A report by newsletter the Wrestling Observer notes that 25 percent of the grapplers who worked 1991’s Wrestlemania VII are dead, many through some side effect of drug use. Doink was from that early 90s era. Osborne’s run in WWE ended after McMahon fired him in 1993 for substance abuse.
Because the character’s costume hid his face, it was all too easy to slip another wrestler into the greasepaint. Those other guys didn’t have the same charisma or wrestling skill, so the evil clown faded into history.
Before his stint as a sadistic clown, Matt Osborne was best known as a rugged brawler of a character. He used the “Maniac” Matt Borne persona in Texas and other regions. When WWE chairman Vince McMahon suggested he don greasepaint and a green wig, one can only speculate what went through his mind. But Osborne took on the challenge of portraying a diabolical clown. Let’s face it, clowns are kind of scary anyway. Doink the Clown was such a hit that McMahon hired a second clown played by Steve Keirn. Then Doink “turned face,” or started being a good guy instead of a bad guy. As mentioned earlier, WWE kept the persona going even after firing Osborne. Every so often it would factor into a story, such as when Chris Jericho dressed up as Doink to fool William Regal.

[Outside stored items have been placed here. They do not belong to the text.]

//! Slack adapter using slack-morphism.
//!
//! Implements [`ChatPlatform`] over the Slack Web API and receives events over
//! Socket Mode. Direct messages and `app_mention` events are handed to the
//! conversation handler, each on its own task.

use std::path::Path;
use std::sync::Arc;

use anyhow::{Context as _, Result};
use async_trait::async_trait;
use reqwest::Client as HttpClient;
use slack_morphism::prelude::*;
use tracing::{debug, info, warn};

use super::handlers::{handle_message, BotContext};
use super::platform::{AttachedFile, ChatMessage, ChatPlatform, MessageHandle};

/// Channel type Slack reports for direct messages
const DIRECT_MESSAGE_CHANNEL_TYPE: &str = "im";

/// Slack Web API client bound to the bot token
pub struct SlackPlatform {
    client: Arc<SlackHyperClient>,
    token: SlackApiToken,
    bot_token: String,
    http_client: HttpClient,
}

impl SlackPlatform {
    /// Create the adapter. `http_client` is used for private file downloads.
    #[must_use]
    pub fn new(client: Arc<SlackHyperClient>, bot_token: String, http_client: HttpClient) -> Self {
        let token = SlackApiToken::new(SlackApiTokenValue(bot_token.clone()));
        Self {
            client,
            token,
            bot_token,
            http_client,
        }
    }

    fn session(&self) -> SlackClientSession<'_, SlackClientHyperHttpsConnector> {
        self.client.open_session(&self.token)
    }
}

#[async_trait]
impl ChatPlatform for SlackPlatform {
    async fn post_message(
        &self,
        channel: &str,
        thread_ts: &str,
        text: &str,
    ) -> Result<MessageHandle> {
        let request = SlackApiChatPostMessageRequest::new(
            SlackChannelId(channel.to_string()),
            SlackMessageContent::new().with_text(text.to_string()),
        )
        .with_thread_ts(SlackTs(thread_ts.to_string()));

        let response = self
            .session()
            .chat_post_message(&request)
            .await
            .context("failed to post slack message")?;

        Ok(MessageHandle {
            channel: channel.to_string(),
            ts: response.ts.0,
        })
    }

    async fn update_message(&self, handle: &MessageHandle, text: &str) -> Result<()> {
        let request = SlackApiChatUpdateRequest::new(
            SlackChannelId(handle.channel.clone()),
            SlackMessageContent::new().with_text(text.to_string()),
            SlackTs(handle.ts.clone()),
        );
        self.session()
            .chat_update(&request)
            .await
            .context("failed to update slack message")?;
        Ok(())
    }

    async fn fetch_thread(&self, channel: &str, thread_ts: &str) -> Result<Vec<ChatMessage>> {
        let request = SlackApiConversationsRepliesRequest::new(
            SlackChannelId(channel.to_string()),
            SlackTs(thread_ts.to_string()),
        );
        let response = self
            .session()
            .conversations_replies(&request)
            .await
            .context("failed to fetch slack thread replies")?;

        Ok(response
            .messages
            .iter()
            .map(|message| chat_message_from_history(channel, message))
            .collect())
    }

    async fn download_file(&self, file: &AttachedFile, destination: &Path) -> Result<()> {
        let bytes = self
            .http_client
            .get(&file.url_private)
            .bearer_auth(&self.bot_token)
            .send()
            .await
            .context("failed to download slack file")?
            .error_for_status()?
            .bytes()
            .await?;

        tokio::fs::write(destination, &bytes)
            .await
            .with_context(|| format!("failed to write {}", destination.display()))?;
        debug!(file_id = %file.id, bytes = bytes.len(), "Downloaded slack file");
        Ok(())
    }

    async fn upload_file(
        &self,
        channel: &str,
        thread_ts: &str,
        path: &Path,
        title: &str,
    ) -> Result<()> {
        let data = tokio::fs::read(path)
            .await
            .with_context(|| format!("failed to read {}", path.display()))?;
        let filename = path
            .file_name()
            .map_or_else(|| "upload".to_string(), |n| n.to_string_lossy().into_owned());
        let session = self.session();

        let upload_url_response = session
            .get_upload_url_external(&SlackApiFilesGetUploadUrlExternalRequest::new(
                filename,
                data.len(),
            ))
            .await
            .context("failed to get slack upload URL")?;

        session
            .files_upload_via_url(&SlackApiFilesUploadViaUrlRequest::new(
                upload_url_response.upload_url,
                data,
                upload_mime_type(path).to_string(),
            ))
            .await
            .context("failed to upload file to slack")?;

        let file_complete =
            SlackApiFilesComplete::new(upload_url_response.file_id).with_title(title.to_string());
        let complete_request = SlackApiFilesCompleteUploadExternalRequest::new(vec![file_complete])
            .with_channel_id(SlackChannelId(channel.to_string()))
            .with_thread_ts(SlackTs(thread_ts.to_string()));
        session
            .files_complete_upload_external(&complete_request)
            .await
            .context("failed to complete slack file upload")?;
        Ok(())
    }
}

fn upload_mime_type(path: &Path) -> &'static str {
    match path.extension().and_then(|e| e.to_str()) {
        Some("jpg" | "jpeg") => "image/jpeg",
        Some("png") => "image/png",
        Some("mp3") => "audio/mpeg",
        _ => "application/octet-stream",
    }
}

fn attached_files(content: Option<&SlackMessageContent>) -> Vec<AttachedFile> {
    content
        .and_then(|c| c.files.as_ref())
        .map(|files| {
            files
                .iter()
                .map(|f| AttachedFile {
                    id: f.id.0.clone(),
                    url_private: f
                        .url_private
                        .as_ref()
                        .map(ToString::to_string)
                        .unwrap_or_default(),
                    filetype: f.filetype.as_ref().map(|t| t.0.clone()).unwrap_or_default(),
                })
                .collect()
        })
        .unwrap_or_default()
}

fn origin_fields(origin: &SlackMessageOrigin) -> (String, Option<String>, Option<String>) {
    (
        origin.ts.0.clone(),
        origin.thread_ts.as_ref().map(|t| t.0.clone()),
        origin.client_msg_id.as_ref().map(|id| id.0.clone()),
    )
}

/// Convert a `message` event, keeping only human direct messages.
///
/// Edits, deletions and other subtypes are dropped, except file shares so
/// that audio and images sent in a DM still reach the bot.
#[must_use]
pub fn chat_message_from_event(event: &SlackMessageEvent) -> Option<ChatMessage> {
    if !matches!(event.subtype, None | Some(SlackMessageEventType::FileShare)) {
        return None;
    }
    if event.sender.bot_id.is_some() {
        return None;
    }
    let is_direct = event
        .origin
        .channel_type
        .as_ref()
        .is_some_and(|t| t.0 == DIRECT_MESSAGE_CHANNEL_TYPE);
    if !is_direct {
        return None;
    }

    let channel = event.origin.channel.as_ref()?.0.clone();
    let (ts, thread_ts, client_msg_id) = origin_fields(&event.origin);
    Some(ChatMessage {
        channel,
        ts,
        thread_ts,
        text: event
            .content
            .as_ref()
            .and_then(|c| c.text.clone())
            .unwrap_or_default(),
        files: attached_files(event.content.as_ref()),
        client_msg_id,
        bot_id: None,
    })
}

/// Convert an `app_mention` event
#[must_use]
pub fn chat_message_from_mention(event: &SlackAppMentionEvent) -> ChatMessage {
    let (ts, thread_ts, client_msg_id) = origin_fields(&event.origin);
    ChatMessage {
        channel: event.channel.0.clone(),
        ts,
        thread_ts,
        text: event.content.text.clone().unwrap_or_default(),
        files: attached_files(Some(&event.content)),
        client_msg_id,
        bot_id: None,
    }
}

fn chat_message_from_history(channel: &str, message: &SlackHistoryMessage) -> ChatMessage {
    let (ts, thread_ts, client_msg_id) = origin_fields(&message.origin);
    ChatMessage {
        channel: channel.to_string(),
        ts,
        thread_ts,
        text: message.content.text.clone().unwrap_or_default(),
        files: attached_files(Some(&message.content)),
        client_msg_id,
        bot_id: message.sender.bot_id.as_ref().map(|b| b.0.clone()),
    }
}

/// Handle push events from Socket Mode.
///
/// The envelope is acknowledged as soon as this returns; the conversation
/// itself runs on a spawned task.
async fn handle_push_events(
    event: SlackPushEventCallback,
    _client: Arc<SlackHyperClient>,
    states: SlackClientEventsUserState,
) -> UserCallbackResult<()> {
    let message = match &event.event {
        SlackEventCallbackBody::Message(msg) => chat_message_from_event(msg),
        SlackEventCallbackBody::AppMention(mention) => Some(chat_message_from_mention(mention)),
        _ => {
            debug!("Ignoring event callback type");
            None
        }
    };
    let Some(message) = message else {
        return Ok(());
    };

    let context = {
        let guard = states.read().await;
        guard
            .get_user_state::<Arc<BotContext>>()
            .cloned()
            .ok_or("missing bot context in user state")?
    };

    debug!(channel = %message.channel, ts = %message.ts, "Accepted slack event");
    tokio::spawn(handle_message(context, message));
    Ok(())
}

fn slack_error_handler(
    err: Box<dyn std::error::Error + Send + Sync>,
    _client: Arc<SlackHyperClient>,
    _states: SlackClientEventsUserState,
) -> HttpStatusCode {
    warn!(error = %err, "slack socket mode error");
    HttpStatusCode::OK
}

/// Connect over Socket Mode and serve events until `shutdown` resolves.
///
/// # Errors
///
/// Returns an error if the HTTP connector cannot be created or the Socket
/// Mode connection cannot be opened.
pub async fn serve_socket_mode<F>(
    context: Arc<BotContext>,
    app_token: &str,
    shutdown: F,
) -> Result<()>
where
    F: std::future::Future<Output = ()>,
{
    // The listener owns its own client for the WebSocket connection
    let listener_client = Arc::new(SlackClient::new(
        SlackClientHyperConnector::new().context("failed to create slack socket mode connector")?,
    ));

    let callbacks = SlackSocketModeListenerCallbacks::new().with_push_events(handle_push_events);
    let listener_environment = Arc::new(
        SlackClientEventsListenerEnvironment::new(listener_client)
            .with_error_handler(slack_error_handler)
            .with_user_state(context),
    );
    let listener = SlackClientSocketModeListener::new(
        &SlackClientSocketModeConfig::new(),
        listener_environment,
        callbacks,
    );

    let app_token = SlackApiToken::new(SlackApiTokenValue(app_token.to_string()));
    listener
        .listen_for(&app_token)
        .await
        .context("failed to start slack socket mode listener")?;
    info!("Slack socket mode connected");

    tokio::select! {
        exit_code = listener.serve() => {
            info!(exit_code, "Slack socket mode listener stopped");
        }
        () = shutdown => {
            info!("Slack socket mode shutting down");
            listener.shutdown().await;
        }
    }
    Ok(())
}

The original evil clown appeared briefly in ECW as “Borne Again” and wrestled on the independent circuit. The lowest rated WWE show reaches ten times more people than the best indy show since McMahon has an effective monopoly on the business. Thus despite a career decades long as “Maniac” Matt Borne, Osborne was Doink the Clown to most people that know him. That’s how he listed himself on his own Facebook page, where friends and fans are posting some of their remembrances.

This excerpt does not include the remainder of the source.